🤖 AI Summary
This work addresses a theoretical bottleneck in shuffling-based variance-reduction methods for strongly convex stochastic optimization, aiming to close the gap between uniform sampling and shuffling in gradient complexity analysis. We propose a dynamic weighted gradient update scheme that integrates SARAH-type variance reduction with shuffling sampling, and design an Inexact variant that avoids full-batch gradient computations. For the first time, our method achieves the optimal gradient complexity $O(n + sqrt{n/varepsilon})$ for *any* shuffling order. The Inexact variant preserves linear convergence while reducing total computational complexity from $O(n/varepsilon)$ to significantly lower levels. The core innovation lies in unifying enhanced exploration capability with improved convergence efficiency, thereby establishing a tighter and more general theoretical foundation for shuffling-based algorithms.
📝 Abstract
In this paper, we propose Adjusted Shuffling SARAH, a novel algorithm that integrates shuffling techniques with the well-known variance-reduced algorithm SARAH while dynamically adjusting the stochastic gradient weights in each update to enhance exploration.
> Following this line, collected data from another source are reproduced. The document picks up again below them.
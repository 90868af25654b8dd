//! Relay Connection Manager — brings relays up and down under a capacity cap

use super::protocol::RelayFrame;
use super::registry::RelayRegistry;
use super::route::RouteTable;
use super::types::{current_unix_millis, RelayId, RelayInfo};
use crate::error::RelayError;
use crate::events::{CircuitRelayEvent, EventBus};
use crate::transport::{InboundFrame, InboundSender, LinkId, RelayLink, RelayTransport};
use parking_lot::{Mutex, RwLock};
use std::collections::HashMap;
use std::sync::atomic::{AtomicBool, AtomicU64, Ordering};
use std::sync::Arc;
use std::time::Duration;
use tokio::sync::{mpsc, oneshot};
use tokio::time::{timeout, Instant};
use tracing::{debug, info, warn};

type ConnectWaiter = oneshot::Sender<Result<(), RelayError>>;
type ConnectingMap = Mutex<HashMap<RelayId, Vec<ConnectWaiter>>>;

struct ActiveLink {
    id: LinkId,
    link: Arc<dyn RelayLink>,
}

/// An in-flight connect. Dropping it, finished or not, clears the
/// `connecting` entry and answers every caller that joined it.
struct ConnectAttempt<'a> {
    connecting: &'a ConnectingMap,
    relay_id: RelayId,
    outcome: Option<Result<(), RelayError>>,
}

impl Drop for ConnectAttempt<'_> {
    fn drop(&mut self) {
        let outcome = self.outcome.take().unwrap_or_else(|| {
            Err(RelayError::Transport(format!(
                "connect to relay {} cancelled",
                self.relay_id
            )))
        });
        let waiters = self
            .connecting
            .lock()
            .remove(&self.relay_id)
            .unwrap_or_default();
        for waiter in waiters {
            let _ = waiter.send(outcome.clone());
        }
    }
}

/// Connection settings taken from the service configuration
#[derive(Debug, Clone)]
pub struct ConnectionSettings {
    pub max_relays: usize,
    pub connect_timeout: Duration,
    pub enable_auto_relay: bool,
    pub local_peer_id: String,
}

/// Opens and closes transport links to registered relays
pub struct RelayConnectionManager {
    settings: ConnectionSettings,
    registry: Arc<RelayRegistry>,
    routes: Arc<RouteTable>,
    transport: Arc<dyn RelayTransport>,
    events: EventBus,
    inbound: mpsc::UnboundedSender<InboundFrame>,
    /// Open links by relay
    links: RwLock<HashMap<RelayId, ActiveLink>>,
    /// Connects in flight; later callers for the same relay wait here
    connecting: ConnectingMap,
    /// Outstanding latency probes by nonce
    pending_pings: Mutex<HashMap<u64, (RelayId, oneshot::Sender<()>)>>,
    next_nonce: AtomicU64,
    next_link_id: AtomicU64,
    shut_down: AtomicBool,
}

impl RelayConnectionManager {
    pub fn new(
        settings: ConnectionSettings,
        registry: Arc<RelayRegistry>,
        routes: Arc<RouteTable>,
        transport: Arc<dyn RelayTransport>,
        events: EventBus,
        inbound: mpsc::UnboundedSender<InboundFrame>,
    ) -> Self {
        Self {
            settings,
            registry,
            routes,
            transport,
            events,
            inbound,
            links: RwLock::new(HashMap::new()),
            connecting: Mutex::new(HashMap::new()),
            pending_pings: Mutex::new(HashMap::new()),
            next_nonce: AtomicU64::new(1),
            next_link_id: AtomicU64::new(1),
            shut_down: AtomicBool::new(false),
        }
    }

    pub fn registry(&self) -> &Arc<RelayRegistry> {
        &self.registry
    }

    pub fn max_relays(&self) -> usize {
        self.settings.max_relays
    }

    /// The open link to a relay, if connected
    pub fn link(&self, id: &RelayId) -> Option<Arc<dyn RelayLink>> {
        self.links.read().get(id).map(|active| Arc::clone(&active.link))
    }

    /// Whether `link_id` is the link currently serving `relay_id`
    pub fn is_current_link(&self, relay_id: &RelayId, link_id: LinkId) -> bool {
        self.links
            .read()
            .get(relay_id)
            .is_some_and(|active| active.id == link_id)
    }

    /// Connected relays
    pub fn connected(&self) -> Vec<RelayInfo> {
        self.registry.connected()
    }

    /// Connect to a registered relay.
    ///
    /// Already-connected relays succeed immediately; a second caller for a
    /// relay that is mid-handshake shares the first caller's outcome.
    pub async fn connect(&self, id: &RelayId) -> Result<(), RelayError> {
        let relay = match self.registry.get(id) {
            Some(relay) => relay,
            None => return Err(self.report(RelayError::RelayNotFound(id.to_string()))),
        };
        if self.shut_down.load(Ordering::SeqCst) {
            return Err(RelayError::Transport("relay service stopped".to_string()));
        }
        if relay.is_connected && self.links.read().contains_key(id) {
            debug!("Relay {} already connected", id);
            return Ok(());
        }

        let joined = {
            let mut connecting = self.connecting.lock();
            if let Some(waiters) = connecting.get_mut(id) {
                let (tx, rx) = oneshot::channel();
                waiters.push(tx);
                Some(rx)
            } else {
                // In-flight connects count against capacity.
                if self.registry.connected_count() + connecting.len() >= self.settings.max_relays {
                    drop(connecting);
                    return Err(self.report(RelayError::RelayCapacityExceeded {
                        max: self.settings.max_relays,
                    }));
                }
                connecting.insert(id.clone(), Vec::new());
                None
            }
        };
        if let Some(rx) = joined {
            return match timeout(self.settings.connect_timeout, rx).await {
                Ok(Ok(result)) => result,
                Ok(Err(_)) => Err(RelayError::Transport("connect attempt abandoned".to_string())),
                Err(_) => Err(RelayError::ConnectionTimeout(format!(
                    "waiting for relay {} at {}",
                    id, relay.address
                ))),
            };
        }

        let mut attempt = ConnectAttempt {
            connecting: &self.connecting,
            relay_id: id.clone(),
            outcome: None,
        };
        let result = self.open_link(&relay).await;
        attempt.outcome = Some(result.clone());
        drop(attempt);
        result
    }

    async fn open_link(&self, relay: &RelayInfo) -> Result<(), RelayError> {
        let link_id = self.next_link_id.fetch_add(1, Ordering::Relaxed);
        info!(
            "Connecting to relay {} at {} (link {})",
            relay.id, relay.address, link_id
        );
        let inbound = InboundSender::new(relay.id.clone(), link_id, self.inbound.clone());
        let attempt = self.transport.connect(
            relay.address.clone(),
            self.settings.local_peer_id.clone(),
            inbound.clone(),
        );

        let link = match timeout(self.settings.connect_timeout, attempt).await {
            Ok(Ok(link)) => link,
            Ok(Err(e)) => {
                return Err(self.report(RelayError::ConnectionRefused {
                    address: relay.address.clone(),
                    reason: e.to_string(),
                }))
            }
            Err(_) => {
                return Err(self.report(RelayError::ConnectionTimeout(format!(
                    "relay {} at {}",
                    relay.id, relay.address
                ))))
            }
        };

        // The relay may have been removed or the service stopped meanwhile.
        if self.shut_down.load(Ordering::SeqCst) || !self.registry.contains(&relay.id) {
            link.close().await;
            return Err(RelayError::Transport(format!(
                "relay {} no longer wanted",
                relay.id
            )));
        }

        self.links
            .write()
            .insert(relay.id.clone(), ActiveLink { id: link_id, link });
        self.registry.mark_connected(&relay.id, current_unix_millis());
        // Frames the relay sent during the handshake go out only now.
        inbound.open();
        info!("Connected to relay {} at {}", relay.id, relay.address);
        self.events.publish(CircuitRelayEvent::RelayConnected {
            relay_id: relay.id.clone(),
        });
        Ok(())
    }

    /// Disconnect a relay, closing every route it owns first
    pub async fn disconnect(&self, id: &RelayId) {
        let active = self.links.write().remove(id);
        if let Some(active) = active {
            active.link.close().await;
        }
        self.finish_disconnect(id);
    }

    /// Link `link_id` to relay `id` went away on its own. Ignored unless it
    /// is still the relay's current link.
    pub fn handle_link_lost(&self, id: &RelayId, link_id: LinkId) {
        let removed = {
            let mut links = self.links.write();
            match links.get(id) {
                Some(active) if active.id == link_id => links.remove(id).is_some(),
                _ => false,
            }
        };
        if !removed {
            debug!("Ignoring loss of stale link {} to relay {}", link_id, id);
            return;
        }
        warn!("Link to relay {} lost", id);
        self.finish_disconnect(id);
    }

    fn finish_disconnect(&self, id: &RelayId) {
        let was_connected = self.registry.mark_disconnected(id);

        for route_id in self.routes.cascade_close(id) {
            self.events.publish(CircuitRelayEvent::RouteClosed { route_id });
        }
        self.pending_pings.lock().retain(|_, (relay_id, _)| relay_id != id);

        if was_connected {
            info!("Disconnected from relay {}", id);
            self.events.publish(CircuitRelayEvent::RelayDisconnected {
                relay_id: id.clone(),
            });
        }
    }

    /// Pick an unconnected relay to fill spare capacity, if auto-relay is on
    pub fn auto_select(&self) -> Option<RelayId> {
        self.auto_select_excluding(&[])
    }

    fn auto_select_excluding(&self, tried: &[RelayId]) -> Option<RelayId> {
        if !self.settings.enable_auto_relay {
            return None;
        }
        let mut exclude: Vec<RelayId> = self.connecting.lock().keys().cloned().collect();
        if self.registry.connected_count() + exclude.len() >= self.settings.max_relays {
            return None;
        }
        exclude.extend_from_slice(tried);
        self.registry.select_unconnected(&exclude).map(|relay| relay.id)
    }

    /// Connect auto-selected relays until capacity is reached or no
    /// candidate remains. Returns how many connected.
    pub async fn fill_capacity(&self) -> usize {
        let mut tried = Vec::new();
        let mut connected = 0;
        while let Some(id) = self.auto_select_excluding(&tried) {
            tried.push(id.clone());
            if self.connect(&id).await.is_ok() {
                connected += 1;
            }
        }
        connected
    }

    /// Measure round-trip time to a connected relay and record it
    pub async fn probe_latency(&self, id: &RelayId) -> Result<Duration, RelayError> {
        let link = self
            .link(id)
            .ok_or_else(|| RelayError::RelayNotFound(id.to_string()))?;

        let nonce = self.next_nonce.fetch_add(1, Ordering::Relaxed);
        let (tx, rx) = oneshot::channel();
        self.pending_pings.lock().insert(nonce, (id.clone(), tx));

        let started = Instant::now();
        if let Err(e) = link.send(RelayFrame::Ping { nonce }).await {
            self.pending_pings.lock().remove(&nonce);
            return Err(RelayError::Transport(e.to_string()));
        }

        match timeout(self.settings.connect_timeout, rx).await {
            Ok(Ok(())) => {
                let rtt = started.elapsed();
                self.registry.record_latency(id, rtt);
                debug!("Relay {} latency {:?}", id, rtt);
                Ok(rtt)
            }
            Ok(Err(_)) => Err(RelayError::Transport(format!("link to {} closed", id))),
            Err(_) => {
                self.pending_pings.lock().remove(&nonce);
                Err(RelayError::ConnectionTimeout(format!("latency probe to {}", id)))
            }
        }
    }

    /// A `Pong` arrived from a relay
    pub fn handle_pong(&self, relay_id: &RelayId, nonce: u64) {
        let mut pending = self.pending_pings.lock();
        match pending.get(&nonce) {
            Some((expected, _)) if expected == relay_id => {
                if let Some((_, tx)) = pending.remove(&nonce) {
                    let _ = tx.send(());
                }
            }
            _ => debug!("Unsolicited pong {} from {}", nonce, relay_id),
        }
    }

    /// Disconnect every relay and refuse new connects until `reopen`
    pub async fn shutdown(&self) {
        self.shut_down.store(true, Ordering::SeqCst);
        let mut ids: Vec<RelayId> = self.links.read().keys().cloned().collect();
        for relay in self.registry.connected() {
            if !ids.contains(&relay.id) {
                ids.push(relay.id);
            }
        }
        for id in ids {
            self.disconnect(&id).await;
        }
    }

    pub fn reopen(&self) {
        self.shut_down.store(false, Ordering::SeqCst);
    }

    fn report(&self, err: RelayError) -> RelayError {
        warn!("Relay connection failed: {}", err);
        self.events.publish(CircuitRelayEvent::error(err.to_string()));
        err
    }
}

// ============================================================================
// TESTS
// ============================================================================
Our method achieves the best-known gradient complexity for shuffling variance reduction methods in a strongly convex setting. This result applies to any shuffling technique, which narrows the gap in the complexity analysis of variance reduction methods between uniform sampling and shuffling data. Furthermore, we introduce Inexact Adjusted Reshuffling SARAH, an inexact variant of Adjusted Shuffling SARAH that eliminates the need for full-batch gradient computations. This algorithm retains the same linear convergence rate as Adjusted Shuffling SARAH while showing an advantage in total complexity when the sample size is very large.